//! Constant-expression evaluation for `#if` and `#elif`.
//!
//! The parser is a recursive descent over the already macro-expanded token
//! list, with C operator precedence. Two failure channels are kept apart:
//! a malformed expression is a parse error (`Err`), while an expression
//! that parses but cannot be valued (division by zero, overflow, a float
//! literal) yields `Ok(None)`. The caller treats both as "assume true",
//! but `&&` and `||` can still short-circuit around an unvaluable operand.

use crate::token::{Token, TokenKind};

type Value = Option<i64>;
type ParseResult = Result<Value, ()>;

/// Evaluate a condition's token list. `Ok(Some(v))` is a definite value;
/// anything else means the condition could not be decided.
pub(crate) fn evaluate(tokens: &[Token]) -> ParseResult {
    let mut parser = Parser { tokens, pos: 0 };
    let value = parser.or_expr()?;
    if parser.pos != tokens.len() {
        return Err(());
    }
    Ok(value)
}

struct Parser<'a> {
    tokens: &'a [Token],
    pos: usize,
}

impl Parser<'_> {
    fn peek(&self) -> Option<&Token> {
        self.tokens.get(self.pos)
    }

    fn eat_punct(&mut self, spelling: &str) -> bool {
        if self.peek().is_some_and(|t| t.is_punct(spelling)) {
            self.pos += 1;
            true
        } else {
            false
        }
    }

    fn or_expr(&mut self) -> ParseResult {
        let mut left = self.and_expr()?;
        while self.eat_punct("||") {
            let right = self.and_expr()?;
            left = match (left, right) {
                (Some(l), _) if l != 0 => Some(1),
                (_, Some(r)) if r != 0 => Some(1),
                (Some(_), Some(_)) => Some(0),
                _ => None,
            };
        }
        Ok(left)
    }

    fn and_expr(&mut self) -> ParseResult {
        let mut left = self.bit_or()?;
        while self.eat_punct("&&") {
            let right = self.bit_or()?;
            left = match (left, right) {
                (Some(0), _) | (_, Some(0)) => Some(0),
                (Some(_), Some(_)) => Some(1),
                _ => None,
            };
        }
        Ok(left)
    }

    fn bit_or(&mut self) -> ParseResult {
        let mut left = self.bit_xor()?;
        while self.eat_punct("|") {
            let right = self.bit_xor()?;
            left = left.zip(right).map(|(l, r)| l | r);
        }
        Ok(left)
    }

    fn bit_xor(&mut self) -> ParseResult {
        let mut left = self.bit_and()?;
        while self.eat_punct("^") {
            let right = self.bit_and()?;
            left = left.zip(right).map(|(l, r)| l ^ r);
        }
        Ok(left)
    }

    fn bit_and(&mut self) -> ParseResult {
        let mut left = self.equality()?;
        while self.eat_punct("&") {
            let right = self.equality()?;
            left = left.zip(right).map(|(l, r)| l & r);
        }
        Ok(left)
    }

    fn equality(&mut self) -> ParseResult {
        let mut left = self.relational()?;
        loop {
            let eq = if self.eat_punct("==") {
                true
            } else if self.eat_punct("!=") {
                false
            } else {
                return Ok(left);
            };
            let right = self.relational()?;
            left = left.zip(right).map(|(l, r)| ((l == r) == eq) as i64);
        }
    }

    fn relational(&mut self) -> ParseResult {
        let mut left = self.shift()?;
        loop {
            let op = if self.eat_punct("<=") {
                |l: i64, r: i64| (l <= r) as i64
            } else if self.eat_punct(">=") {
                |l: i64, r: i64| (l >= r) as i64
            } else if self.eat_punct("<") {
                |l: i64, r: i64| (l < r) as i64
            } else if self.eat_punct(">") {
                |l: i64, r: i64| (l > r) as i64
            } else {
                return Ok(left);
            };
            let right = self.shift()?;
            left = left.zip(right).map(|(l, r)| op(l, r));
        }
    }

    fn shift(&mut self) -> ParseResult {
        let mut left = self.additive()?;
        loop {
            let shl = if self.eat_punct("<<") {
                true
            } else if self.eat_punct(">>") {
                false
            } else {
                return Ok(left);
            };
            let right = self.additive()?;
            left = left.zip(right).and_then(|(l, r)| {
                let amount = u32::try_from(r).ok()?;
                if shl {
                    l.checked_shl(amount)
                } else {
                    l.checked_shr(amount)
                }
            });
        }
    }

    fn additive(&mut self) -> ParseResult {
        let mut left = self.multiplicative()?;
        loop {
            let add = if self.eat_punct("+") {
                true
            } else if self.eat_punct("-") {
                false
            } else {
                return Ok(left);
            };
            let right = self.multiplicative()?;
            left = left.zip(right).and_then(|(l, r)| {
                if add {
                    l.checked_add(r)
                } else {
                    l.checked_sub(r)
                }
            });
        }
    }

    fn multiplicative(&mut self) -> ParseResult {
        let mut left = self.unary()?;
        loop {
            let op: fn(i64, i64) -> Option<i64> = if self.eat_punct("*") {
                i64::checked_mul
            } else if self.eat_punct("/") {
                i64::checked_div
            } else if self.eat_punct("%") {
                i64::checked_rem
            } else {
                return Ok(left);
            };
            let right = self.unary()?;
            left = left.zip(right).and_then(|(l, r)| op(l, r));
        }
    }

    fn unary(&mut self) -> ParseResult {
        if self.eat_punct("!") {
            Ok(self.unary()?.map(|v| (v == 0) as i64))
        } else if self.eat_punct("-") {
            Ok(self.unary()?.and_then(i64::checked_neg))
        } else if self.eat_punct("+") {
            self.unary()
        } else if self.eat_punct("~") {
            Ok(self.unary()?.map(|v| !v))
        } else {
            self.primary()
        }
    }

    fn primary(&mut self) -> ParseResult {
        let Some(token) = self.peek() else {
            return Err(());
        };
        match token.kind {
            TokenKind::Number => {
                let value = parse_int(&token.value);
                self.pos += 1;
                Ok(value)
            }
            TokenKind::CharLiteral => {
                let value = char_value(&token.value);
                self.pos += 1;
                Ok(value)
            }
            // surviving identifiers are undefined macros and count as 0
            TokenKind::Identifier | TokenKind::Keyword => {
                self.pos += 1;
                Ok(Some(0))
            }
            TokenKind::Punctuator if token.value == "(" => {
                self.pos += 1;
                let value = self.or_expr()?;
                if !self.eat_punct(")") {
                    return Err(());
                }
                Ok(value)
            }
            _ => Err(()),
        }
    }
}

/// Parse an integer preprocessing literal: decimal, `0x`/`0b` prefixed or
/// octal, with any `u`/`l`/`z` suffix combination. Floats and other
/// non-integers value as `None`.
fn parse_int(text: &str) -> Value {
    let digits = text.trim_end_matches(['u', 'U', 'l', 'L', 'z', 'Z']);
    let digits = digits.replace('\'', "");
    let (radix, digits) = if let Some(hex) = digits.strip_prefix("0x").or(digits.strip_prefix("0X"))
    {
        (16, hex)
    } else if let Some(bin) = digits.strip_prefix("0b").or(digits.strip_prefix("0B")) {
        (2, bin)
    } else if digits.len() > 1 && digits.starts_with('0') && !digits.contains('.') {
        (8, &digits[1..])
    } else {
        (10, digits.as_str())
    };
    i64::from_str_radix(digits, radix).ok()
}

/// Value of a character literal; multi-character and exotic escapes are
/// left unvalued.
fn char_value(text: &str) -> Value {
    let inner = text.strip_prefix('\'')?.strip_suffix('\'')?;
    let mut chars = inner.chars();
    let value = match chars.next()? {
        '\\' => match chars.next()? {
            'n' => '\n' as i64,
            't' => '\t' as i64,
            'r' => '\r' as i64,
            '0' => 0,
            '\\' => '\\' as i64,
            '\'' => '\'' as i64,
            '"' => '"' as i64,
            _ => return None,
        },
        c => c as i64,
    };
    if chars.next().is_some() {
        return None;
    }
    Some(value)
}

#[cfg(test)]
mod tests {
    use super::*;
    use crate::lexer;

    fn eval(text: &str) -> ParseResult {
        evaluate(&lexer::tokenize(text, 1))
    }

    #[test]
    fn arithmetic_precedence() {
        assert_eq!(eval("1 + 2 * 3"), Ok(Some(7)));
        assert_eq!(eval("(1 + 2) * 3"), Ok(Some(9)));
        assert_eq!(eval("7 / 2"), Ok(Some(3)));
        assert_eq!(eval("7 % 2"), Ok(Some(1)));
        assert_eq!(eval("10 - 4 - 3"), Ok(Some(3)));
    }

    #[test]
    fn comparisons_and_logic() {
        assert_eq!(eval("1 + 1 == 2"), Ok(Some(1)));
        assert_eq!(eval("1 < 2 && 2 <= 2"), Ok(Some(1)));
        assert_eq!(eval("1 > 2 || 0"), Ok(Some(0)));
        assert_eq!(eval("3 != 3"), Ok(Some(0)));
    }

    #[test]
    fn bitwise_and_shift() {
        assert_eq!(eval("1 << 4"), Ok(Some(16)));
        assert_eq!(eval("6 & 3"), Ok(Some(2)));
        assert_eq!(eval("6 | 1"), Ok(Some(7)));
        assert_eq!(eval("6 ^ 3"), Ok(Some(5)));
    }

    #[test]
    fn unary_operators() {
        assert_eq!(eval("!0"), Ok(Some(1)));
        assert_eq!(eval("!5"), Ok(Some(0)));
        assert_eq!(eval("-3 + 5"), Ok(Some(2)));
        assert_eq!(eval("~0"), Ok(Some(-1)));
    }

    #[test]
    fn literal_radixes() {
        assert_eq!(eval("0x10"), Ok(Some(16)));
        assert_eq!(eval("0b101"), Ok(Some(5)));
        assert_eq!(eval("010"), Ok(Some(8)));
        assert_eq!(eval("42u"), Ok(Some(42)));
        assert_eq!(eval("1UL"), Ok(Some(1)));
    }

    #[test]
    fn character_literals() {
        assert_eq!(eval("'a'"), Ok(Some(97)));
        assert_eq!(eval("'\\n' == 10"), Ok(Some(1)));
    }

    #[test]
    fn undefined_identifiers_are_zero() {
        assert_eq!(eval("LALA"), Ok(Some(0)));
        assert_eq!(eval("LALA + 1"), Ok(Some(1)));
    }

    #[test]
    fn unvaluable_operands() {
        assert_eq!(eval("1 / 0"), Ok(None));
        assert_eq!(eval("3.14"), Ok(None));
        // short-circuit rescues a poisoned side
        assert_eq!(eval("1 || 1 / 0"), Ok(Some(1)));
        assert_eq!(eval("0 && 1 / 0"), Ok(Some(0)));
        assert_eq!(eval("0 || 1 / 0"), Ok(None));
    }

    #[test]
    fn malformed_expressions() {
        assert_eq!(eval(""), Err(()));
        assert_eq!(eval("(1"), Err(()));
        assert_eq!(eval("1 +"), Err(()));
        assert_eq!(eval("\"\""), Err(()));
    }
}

::::::

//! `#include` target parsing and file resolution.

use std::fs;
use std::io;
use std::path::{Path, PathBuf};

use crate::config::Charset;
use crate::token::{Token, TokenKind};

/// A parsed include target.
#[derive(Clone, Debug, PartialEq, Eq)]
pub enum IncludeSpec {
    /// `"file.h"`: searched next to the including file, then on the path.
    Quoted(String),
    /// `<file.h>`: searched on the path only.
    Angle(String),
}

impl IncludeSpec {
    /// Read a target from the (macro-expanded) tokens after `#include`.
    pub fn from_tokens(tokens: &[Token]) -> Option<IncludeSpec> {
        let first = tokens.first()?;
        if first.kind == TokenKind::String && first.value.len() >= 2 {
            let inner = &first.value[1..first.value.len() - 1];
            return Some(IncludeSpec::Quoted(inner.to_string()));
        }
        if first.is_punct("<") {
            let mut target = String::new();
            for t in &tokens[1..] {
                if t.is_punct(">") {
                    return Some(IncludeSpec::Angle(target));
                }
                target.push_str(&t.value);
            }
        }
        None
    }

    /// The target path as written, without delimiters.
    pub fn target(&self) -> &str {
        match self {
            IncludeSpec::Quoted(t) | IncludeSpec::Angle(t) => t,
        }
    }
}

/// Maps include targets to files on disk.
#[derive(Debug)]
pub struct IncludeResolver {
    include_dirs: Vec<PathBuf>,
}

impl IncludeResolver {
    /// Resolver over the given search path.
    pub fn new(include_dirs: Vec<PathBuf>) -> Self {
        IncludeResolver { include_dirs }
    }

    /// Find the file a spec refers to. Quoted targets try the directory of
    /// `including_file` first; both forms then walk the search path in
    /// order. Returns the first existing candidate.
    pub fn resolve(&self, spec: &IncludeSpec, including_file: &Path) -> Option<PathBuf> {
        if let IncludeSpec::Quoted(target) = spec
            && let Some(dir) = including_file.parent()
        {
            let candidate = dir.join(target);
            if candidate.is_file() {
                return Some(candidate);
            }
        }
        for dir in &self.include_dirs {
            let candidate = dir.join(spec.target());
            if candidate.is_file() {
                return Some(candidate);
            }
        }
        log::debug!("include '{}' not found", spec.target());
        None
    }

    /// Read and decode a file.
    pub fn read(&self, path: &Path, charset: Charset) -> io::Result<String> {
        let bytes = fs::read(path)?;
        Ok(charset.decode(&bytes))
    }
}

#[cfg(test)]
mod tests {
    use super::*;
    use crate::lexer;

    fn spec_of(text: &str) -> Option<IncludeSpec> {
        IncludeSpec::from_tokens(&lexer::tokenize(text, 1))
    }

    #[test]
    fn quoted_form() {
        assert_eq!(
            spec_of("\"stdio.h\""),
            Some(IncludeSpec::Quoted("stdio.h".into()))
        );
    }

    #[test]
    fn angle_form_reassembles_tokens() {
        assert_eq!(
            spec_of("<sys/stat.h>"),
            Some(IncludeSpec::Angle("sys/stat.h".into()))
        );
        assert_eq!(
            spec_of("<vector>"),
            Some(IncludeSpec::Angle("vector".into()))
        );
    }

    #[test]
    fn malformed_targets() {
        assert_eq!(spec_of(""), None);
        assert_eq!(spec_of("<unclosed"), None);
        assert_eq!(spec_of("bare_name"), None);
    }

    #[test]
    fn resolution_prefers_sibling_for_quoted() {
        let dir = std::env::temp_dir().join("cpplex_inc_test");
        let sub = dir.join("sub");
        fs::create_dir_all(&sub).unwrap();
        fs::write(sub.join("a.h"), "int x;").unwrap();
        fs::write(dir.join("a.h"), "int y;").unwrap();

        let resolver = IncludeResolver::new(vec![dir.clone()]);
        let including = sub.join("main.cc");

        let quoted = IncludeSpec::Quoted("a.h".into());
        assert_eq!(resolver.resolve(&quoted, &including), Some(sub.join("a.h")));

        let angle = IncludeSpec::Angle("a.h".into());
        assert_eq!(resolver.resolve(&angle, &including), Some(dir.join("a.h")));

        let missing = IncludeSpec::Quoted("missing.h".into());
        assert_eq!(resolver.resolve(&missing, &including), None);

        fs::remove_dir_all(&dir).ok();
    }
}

::::::

▸ **Directions for this task**:
From the data above, output exactly the lines between the one containing "Constant-expression evaluation for" and the one containing "let mut left = self.bit_or()?;", counting both of them.

▸ **Solution for this problem**:
//! Constant-expression evaluation for `#if` and `#elif`.
//!
//! The parser is a recursive descent over the already macro-expanded token
//! list, with C operator precedence. Two failure channels are kept apart:
//! a malformed expression is a parse error (`Err`), while an expression
//! that parses but cannot be valued (division by zero, overflow, a float
//! literal) yields `Ok(None)`. The caller treats both as "assume true",
//! but `&&` and `||` can still short-circuit around an unvaluable operand.

use crate::token::{Token, TokenKind};

type Value = Option<i64>;
type ParseResult = Result<Value, ()>;

/// Evaluate a condition's token list. `Ok(Some(v))` is a definite value;
/// anything else means the condition could not be decided.
pub(crate) fn evaluate(tokens: &[Token]) -> ParseResult {
    let mut parser = Parser { tokens, pos: 0 };
    let value = parser.or_expr()?;
    if parser.pos != tokens.len() {
        return Err(());
    }
    Ok(value)
}

struct Parser<'a> {
    tokens: &'a [Token],
    pos: usize,
}

impl Parser<'_> {
    fn peek(&self) -> Option<&Token> {
        self.tokens.get(self.pos)
    }

    fn eat_punct(&mut self, spelling: &str) -> bool {
        if self.peek().is_some_and(|t| t.is_punct(spelling)) {
            self.pos += 1;
            true
        } else {
            false
        }
    }

    fn or_expr(&mut self) -> ParseResult {
        let mut left = self.and_expr()?;
        while self.eat_punct("||") {
            let right = self.and_expr()?;
            left = match (left, right) {
                (Some(l), _) if l != 0 => Some(1),
                (_, Some(r)) if r != 0 => Some(1),
                (Some(_), Some(_)) => Some(0),
                _ => None,
            };
        }
        Ok(left)
    }

    fn and_expr(&mut self) -> ParseResult {
        let mut left = self.bit_or()?;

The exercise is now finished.